Exercise goal – Locate the line containing "LIMIT ? OFFSET ?", then please write out that line and all the lines below it in the entries exactly.
------
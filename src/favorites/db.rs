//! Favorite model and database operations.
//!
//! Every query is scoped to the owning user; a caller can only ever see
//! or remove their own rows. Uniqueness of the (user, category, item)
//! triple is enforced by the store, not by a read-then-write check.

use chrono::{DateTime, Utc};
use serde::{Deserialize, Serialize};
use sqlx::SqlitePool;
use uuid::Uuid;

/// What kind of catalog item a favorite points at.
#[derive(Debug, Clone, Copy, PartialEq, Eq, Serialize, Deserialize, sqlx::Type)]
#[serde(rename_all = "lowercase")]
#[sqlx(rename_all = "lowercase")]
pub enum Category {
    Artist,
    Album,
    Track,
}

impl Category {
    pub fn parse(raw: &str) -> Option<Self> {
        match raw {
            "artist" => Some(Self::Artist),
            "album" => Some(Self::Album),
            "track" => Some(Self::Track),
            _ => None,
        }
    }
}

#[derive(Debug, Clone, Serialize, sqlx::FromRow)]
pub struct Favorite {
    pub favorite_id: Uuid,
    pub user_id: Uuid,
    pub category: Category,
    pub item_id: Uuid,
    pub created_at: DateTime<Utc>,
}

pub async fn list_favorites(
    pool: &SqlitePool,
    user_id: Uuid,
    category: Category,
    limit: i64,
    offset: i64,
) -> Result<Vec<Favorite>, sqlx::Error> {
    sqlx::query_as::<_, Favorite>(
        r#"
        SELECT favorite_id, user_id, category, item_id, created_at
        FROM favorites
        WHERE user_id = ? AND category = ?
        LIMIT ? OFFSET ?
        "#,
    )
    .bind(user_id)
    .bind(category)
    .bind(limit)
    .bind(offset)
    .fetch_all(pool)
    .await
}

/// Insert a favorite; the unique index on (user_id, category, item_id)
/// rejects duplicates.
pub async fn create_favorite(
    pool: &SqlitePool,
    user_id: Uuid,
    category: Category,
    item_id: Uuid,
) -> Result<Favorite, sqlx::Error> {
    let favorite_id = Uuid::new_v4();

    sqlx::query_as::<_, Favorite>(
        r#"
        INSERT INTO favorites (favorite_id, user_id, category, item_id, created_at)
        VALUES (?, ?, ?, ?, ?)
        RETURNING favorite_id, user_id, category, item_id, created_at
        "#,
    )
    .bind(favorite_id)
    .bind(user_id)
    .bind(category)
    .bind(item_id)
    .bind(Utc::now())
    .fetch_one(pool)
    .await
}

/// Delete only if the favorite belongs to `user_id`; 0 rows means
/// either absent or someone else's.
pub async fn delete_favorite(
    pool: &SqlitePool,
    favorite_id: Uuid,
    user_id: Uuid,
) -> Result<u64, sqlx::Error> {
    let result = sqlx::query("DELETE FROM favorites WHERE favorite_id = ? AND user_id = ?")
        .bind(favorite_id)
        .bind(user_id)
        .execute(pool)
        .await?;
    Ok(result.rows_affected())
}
------
Output –
        LIMIT ? OFFSET ?
        "#,
    )
    .bind(user_id)
    .bind(category)
    .bind(limit)
    .bind(offset)
    .fetch_all(pool)
    .await
}

/// Insert a favorite; the unique index on (user_id, category, item_id)
/// rejects duplicates.
pub async fn create_favorite(
    pool: &SqlitePool,
    user_id: Uuid,
    category: Category,
    item_id: Uuid,
) -> Result<Favorite, sqlx::Error> {
    let favorite_id = Uuid::new_v4();

    sqlx::query_as::<_, Favorite>(
        r#"
        INSERT INTO favorites (favorite_id, user_id, category, item_id, created_at)
        VALUES (?, ?, ?, ?, ?)
        RETURNING favorite_id, user_id, category, item_id, created_at
        "#,
    )
    .bind(favorite_id)
    .bind(user_id)
    .bind(category)
    .bind(item_id)
    .bind(Utc::now())
    .fetch_one(pool)
    .await
}

/// Delete only if the favorite belongs to `user_id`; 0 rows means
/// either absent or someone else's.
pub async fn delete_favorite(
    pool: &SqlitePool,
    favorite_id: Uuid,
    user_id: Uuid,
) -> Result<u64, sqlx::Error> {
    let result = sqlx::query("DELETE FROM favorites WHERE favorite_id = ? AND user_id = ?")
        .bind(favorite_id)
        .bind(user_id)
        .execute(pool)
        .await?;
    Ok(result.rows_affected())
}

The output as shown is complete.